After a big year of media spending, marketers will be making some changes in 2025. They will pull back on traditional media. They will also invest more heavily in CTV advertising, especially at the local level. And they have big plans to use generative AI to achieve their goals.
Last year, online marketing spending amounted to $360.9 billion. When offline spending of $191 billion is added in, the total reached $551.9 billion, reports Winterberry. Here are the spending details.
Offline Media Outcomes
Offline spending grew in every media category except print (newspaper and magazine).
Linear TV did particularly well with an 8.9% growth rate to $58.9 billion. The heated political campaigns drove much of the advertising growth. Similarly, direct mail achieved impressive results with a 2.6% growth rate over the previous year.
Online Media Outcomes
The overall 5.3% increase in offline media was overshadowed by the 14.2% increase in online marketing spending increases. Some formats experienced double digit growth.
- CTV 19% ($28.8 billion)
- Video 17% ($30.5 billion)
- Search 14.5% ($123.6 billion)
- Influencer 16% ($7.6 billion)
- Social 19.6% ($82.7 billion)
Advertising Outlook
For 2025, Winterberry analysts expect a 6.1% increase over last year’s ad and marketing spending, amounting to $585.6 billion. This is higher than the expected GDP growth of 2.5% this year. But unknowns persist. Inflation remains higher than the government would like.
If high prices and potential layoffs dim consumer sentiment, spending may fall. Regardless of the uncertainty, CTV advertising will be a star in the media universe.
Offline Media Predictions
Offline media will likely suffer a 5.5% decline compared to last year’s spending and come in at $180.5 billion. Linear TV and print will experience double-digit declines.
For now, marketers remain excited about experiential and sponsorship spending. They plan an 8% spending bump, bringing the total to $22.4 billion.
Online Media Predictions
Digital marketing will achieve a 12.3% overall growth rate with $405.2 billion flowing into media company coffers. The top growth channels are likely to be:
- CTV Advertising 15.8% $33.4 billion
- Video 16.7% $35.6 billion
- Influencer 14.1% $8.6 billion
Third-Party Use
Third party data spending will experience a 7.2% growth rate and reach $9.1 billion. While some marketers spend on multiple service providers, they still might not have what they need.

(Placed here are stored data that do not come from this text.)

//! Effective-configuration merge resolver
//!
//! Composes the per-route default configuration with the per-application
//! override into the effective security configuration, attributing every
//! field that fell back to the default. Pure and deterministic: identical
//! inputs produce byte-identical output.

use crate::classifier::{LibraryRegistry, LibraryStatus};
use crate::ids::{is_zero_address, ChainId};
use crate::uln::{FieldValue, UlnConfigState};
use serde::{Deserialize, Serialize};
use std::fmt;

/// Effective-config fields that can fall back from override to default.
/// Variant order is the canonical `fallback_fields` ordering.
#[derive(
    Clone, Copy, Debug, Serialize, Deserialize, PartialEq, Eq, PartialOrd, Ord, Hash,
)]
pub enum FallbackField {
    ReceiveLibrary,
    Confirmations,
    RequiredDvnCount,
    RequiredDvns,
    OptionalDvnCount,
    OptionalDvns,
    OptionalDvnThreshold,
}

impl FallbackField {
    pub fn as_str(&self) -> &'static str {
        match self {
            FallbackField::ReceiveLibrary => "receiveLibrary",
            FallbackField::Confirmations => "confirmations",
            FallbackField::RequiredDvnCount => "requiredDVNCount",
            FallbackField::RequiredDvns => "requiredDVNs",
            FallbackField::OptionalDvnCount => "optionalDVNCount",
            FallbackField::OptionalDvns => "optionalDVNs",
            FallbackField::OptionalDvnThreshold => "optionalDVNThreshold",
        }
    }
}

/// Current default state for a `(chainId, eid)` route, with pointers to
/// the version records that produced it.
#[derive(Clone, Debug, Default)]
pub struct RouteDefaults {
    /// Current default library (canonical, non-zero when present).
    pub library: Option<String>,
    pub library_version: Option<String>,
    pub uln: Option<UlnConfigState>,
    pub uln_version: Option<String>,
}

/// An override library row. `address` is `None` when the application
/// explicitly set the zero address ("unset", fall back to the default).
#[derive(Clone, Debug, Default)]
pub struct OverrideLibrary {
    pub address: Option<String>,
}

/// Current override state for an application route.
#[derive(Clone, Debug, Default)]
pub struct RouteOverrides {
    /// `Some` whenever an override row exists, even one holding zero.
    pub library: Option<OverrideLibrary>,
    pub library_version: Option<String>,
    pub uln: Option<UlnConfigState>,
    pub uln_version: Option<String>,
}

/// The resolved effective security configuration of one application route.
#[derive(Clone, Debug, Serialize, Deserialize, PartialEq, Eq)]
pub struct ResolvedConfig {
    pub receive_library: Option<String>,
    pub library_status: LibraryStatus,
    /// ULN portion is meaningful only for the tracked library.
    pub is_config_tracked: bool,
    pub uses_default_library: bool,
    pub uses_default_config: bool,
    pub uses_required_dvn_sentinel: bool,
    pub confirmations: u64,
    pub required_dvn_count: u8,
    pub optional_dvn_count: u8,
    pub optional_dvn_threshold: Option<u8>,
    pub required_dvns: Vec<String>,
    pub optional_dvns: Vec<String>,
    pub fallback_fields: Vec<FallbackField>,
    pub default_library_version: Option<String>,
    pub override_library_version: Option<String>,
    pub default_uln_version: Option<String>,
    pub override_uln_version: Option<String>,
}

/// Normalization applied while resolving, to be logged by the caller.
#[derive(Clone, Debug, PartialEq, Eq)]
pub enum ResolveIssue {
    ThresholdCapped { from: u8, to: u8 },
}

impl ResolveIssue {
    pub fn kind(&self) -> &'static str {
        match self {
            ResolveIssue::ThresholdCapped { .. } => "threshold_auto_capped",
        }
    }
}

impl fmt::Display for ResolveIssue {
    fn fmt(&self, f: &mut fmt::Formatter<'_>) -> fmt::Result {
        match self {
            ResolveIssue::ThresholdCapped { from, to } => {
                write!(f, "optional DVN threshold capped from {from} to {to}")
            }
        }
    }
}

/// Resolver output: the config payload plus diagnostics.
#[derive(Clone, Debug)]
pub struct Resolution {
    pub config: ResolvedConfig,
    pub issues: Vec<ResolveIssue>,
}

/// ULN portion of a resolution, before library gating.
struct UlnResolution {
    confirmations: u64,
    required_dvn_count: u8,
    optional_dvn_count: u8,
    optional_dvn_threshold: u8,
    required_dvns: Vec<String>,
    optional_dvns: Vec<String>,
    uses_required_dvn_sentinel: bool,
    fallback: Vec<FallbackField>,
    issues: Vec<ResolveIssue>,
}

impl UlnResolution {
    /// The tuple compared for default-equivalence.
    fn comparable(&self) -> (u64, u8, u8, u8, &[String], &[String], bool) {
        (
            self.confirmations,
            self.required_dvn_count,
            self.optional_dvn_count,
            self.optional_dvn_threshold,
            &self.required_dvns,
            &self.optional_dvns,
            self.uses_required_dvn_sentinel,
        )
    }
}

fn sorted(mut dvns: Vec<String>) -> Vec<String> {
    dvns.sort();
    dvns.dedup();
    dvns
}

/// Merge the ULN portion field by field. Fallback attribution applies only
/// when the override carries values of its own yet inherits this field
/// while a default record is present.
fn resolve_uln(
    defaults: Option<&UlnConfigState>,
    overrides: Option<&UlnConfigState>,
) -> UlnResolution {
    let has_values = overrides.map(UlnConfigState::has_values).unwrap_or(false);
    let mut fallback = Vec::new();
    let mut issues = Vec::new();

    let confirmations = match overrides.map(|o| o.confirmations) {
        Some(FieldValue::Explicit(v)) => v,
        Some(FieldValue::Nil) => 0,
        _ => match defaults {
            Some(d) => {
                if has_values {
                    fallback.push(FallbackField::Confirmations);
                }
                d.confirmations.collapse()
            }
            None => 0,
        },
    };

    let (required_governing, required_sentinel) = match overrides.map(|o| o.required_dvn_count) {
        Some(FieldValue::Explicit(n)) => (FieldValue::Explicit(n), false),
        Some(FieldValue::Nil) => (FieldValue::Nil, true),
        _ => match defaults.map(|d| d.required_dvn_count) {
            Some(field) => {
                if has_values {
                    fallback.push(FallbackField::RequiredDvnCount);
                }
                (field, field.is_nil())
            }
            None => (FieldValue::Inherit, false),
        },
    };

    let required_dvns = if required_sentinel {
        Vec::new()
    } else {
        match overrides.map(|o| &o.required_dvns).filter(|a| !a.is_empty()) {
            Some(dvns) => sorted(dvns.clone()),
            None => match defaults.map(|d| &d.required_dvns).filter(|a| !a.is_empty()) {
                Some(dvns) => {
                    if has_values {
                        fallback.push(FallbackField::RequiredDvns);
                    }
                    sorted(dvns.clone())
                }
                None => Vec::new(),
            },
        }
    };

    let optional_governing = match overrides.map(|o| o.optional_dvn_count) {
        Some(field @ (FieldValue::Explicit(_) | FieldValue::Nil)) => field,
        _ => match defaults.map(|d| d.optional_dvn_count) {
            Some(field) => {
                if has_values {
                    fallback.push(FallbackField::OptionalDvnCount);
                }
                field
            }
            None => FieldValue::Inherit,
        },
    };

    let optional_dvns = match overrides.map(|o| &o.optional_dvns).filter(|a| !a.is_empty()) {
        Some(dvns) => sorted(dvns.clone()),
        None => match defaults.map(|d| &d.optional_dvns).filter(|a| !a.is_empty()) {
            Some(dvns) => {
                if has_values {
                    fallback.push(FallbackField::OptionalDvns);
                }
                sorted(dvns.clone())
            }
            None => Vec::new(),
        },
    };

    let raw_threshold = match overrides.map(|o| o.optional_dvn_threshold) {
        Some(FieldValue::Explicit(v)) => v,
        _ => match defaults {
            Some(d) => {
                if has_values {
                    fallback.push(FallbackField::OptionalDvnThreshold);
                }
                d.optional_dvn_threshold.collapse()
            }
            None => 0,
        },
    };

    // Effective counts: the resolved array wins over the raw count.
    let required_dvn_count = if required_sentinel {
        0
    } else if !required_dvns.is_empty() {
        required_dvns.len() as u8
    } else {
        required_governing.collapse()
    };
    let optional_dvn_count = if !optional_dvns.is_empty() {
        optional_dvns.len() as u8
    } else {
        optional_governing.collapse()
    };

    let optional_dvn_threshold = if raw_threshold > optional_dvn_count {
        issues.push(ResolveIssue::ThresholdCapped {
            from: raw_threshold,
            to: optional_dvn_count,
        });
        optional_dvn_count
    } else {
        raw_threshold
    };

    fallback.sort();
    fallback.dedup();

    UlnResolution {
        confirmations,
        required_dvn_count,
        optional_dvn_count,
        optional_dvn_threshold,
        required_dvns,
        optional_dvns,
        uses_required_dvn_sentinel: required_sentinel,
        fallback,
        issues,
    }
}

/// Resolve the effective security configuration for one application route.
pub fn resolve_effective_config(
    chain_id: ChainId,
    defaults: &RouteDefaults,
    overrides: &RouteOverrides,
    registry: &LibraryRegistry,
) -> Resolution {
    let mut fallback = Vec::new();

    // Library: a non-zero override wins; otherwise the default applies.
    // An override row holding zero means "unset", which is itself a
    // fallback onto the default.
    let override_library = overrides
        .library
        .as_ref()
        .and_then(|o| o.address.as_ref())
        .filter(|a| !is_zero_address(a));
    let default_library = defaults.library.as_ref().filter(|a| !is_zero_address(a));

    let receive_library = match override_library {
        Some(lib) => Some(lib.clone()),
        None => match default_library {
            Some(lib) => {
                if overrides.library.is_some() {
                    fallback.push(FallbackField::ReceiveLibrary);
                }
                Some(lib.clone())
            }
            None => None,
        },
    };

    // True whenever the effective library coincides with the current
    // default, including an override that restates it.
    let uses_default_library = matches!(
        (receive_library.as_deref(), default_library),
        (Some(effective), Some(default)) if effective == default.as_str()
    );

    let library_status = registry.classify(chain_id, receive_library.as_deref());

    let versions = (
        defaults.library_version.clone(),
        overrides.library_version.clone(),
        defaults.uln_version.clone(),
        overrides.uln_version.clone(),
    );

    // Untracked library short-circuits the ULN portion entirely.
    if library_status != LibraryStatus::Tracked {
        return Resolution {
            config: ResolvedConfig {
                receive_library,
                library_status,
                is_config_tracked: false,
                uses_default_library,
                uses_default_config: false,
                uses_required_dvn_sentinel: false,
                confirmations: 0,
                required_dvn_count: 0,
                optional_dvn_count: 0,
                optional_dvn_threshold: None,
                required_dvns: Vec::new(),
                optional_dvns: Vec::new(),
                fallback_fields: fallback,
                default_library_version: versions.0,
                override_library_version: versions.1,
                default_uln_version: versions.2,
                override_uln_version: versions.3,
            },
            issues: Vec::new(),
        };
    }

    let merged = resolve_uln(defaults.uln.as_ref(), overrides.uln.as_ref());
    let defaults_only = resolve_uln(defaults.uln.as_ref(), None);
    let uses_default_config = merged.comparable() == defaults_only.comparable();

    fallback.extend(merged.fallback.iter().copied());
    fallback.sort();
    fallback.dedup();

    Resolution {
        config: ResolvedConfig {
            receive_library,
            library_status,
            is_config_tracked: true,
            uses_default_library,
            uses_default_config,
            uses_required_dvn_sentinel: merged.uses_required_dvn_sentinel,
            confirmations: merged.confirmations,
            required_dvn_count: merged.required_dvn_count,
            optional_dvn_count: merged.optional_dvn_count,
            optional_dvn_threshold: Some(merged.optional_dvn_threshold),
            required_dvns: merged.required_dvns,
            optional_dvns: merged.optional_dvns,
            fallback_fields: fallback,
            default_library_version: versions.0,
            override_library_version: versions.1,
            default_uln_version: versions.2,
            override_uln_version: versions.3,
        },
        issues: merged.issues,
    }
}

Media sellers with a subscription to AdMall can share the latest information on industry verticals, consumer spending, and key targeted audience information like purchase intent.
The Role of AI
Marketers have relied on generative AI to help with content generation. They are moving into “reasoning-based” insights that “combine content and audience data.” Winterberry analysts believe marketers are using the cost savings realized from AI use to “increase velocity and volume of content created.”
CTV and Linear TV
With the projected CTV spending level to exceed linear this year or next, marketers will need to adjust their mix. Live sports programming was one major reason marketers continued to advertise heavily on linear TV. CTV properties now offer this kind of content, giving marketers even more reason to buy CTV advertising.
When combining video, such as CTV advertising, with display, marketers do well. Frequence analysts report they achieve “threefold increase in conversion rates — with up to a 50% lower cost per conversion.”
A study comparing conversion rates in campaigns using display ads and video provided further insight. Frequence analysts noted that the 70%-30% media mix appeared to be optimal. Ultimately, they recommended combining CTV ads with another format.
Remind your clients CTV advertising is making inroads into the budgets of local businesses. For now, Borrell Associates reports that the CTV/OTT media format attracts bigger ad spenders. 55% of local advertising buyers that spend over $10K a year opt for CTV/OTT. Your clients won’t want to be left behind as the transition continues.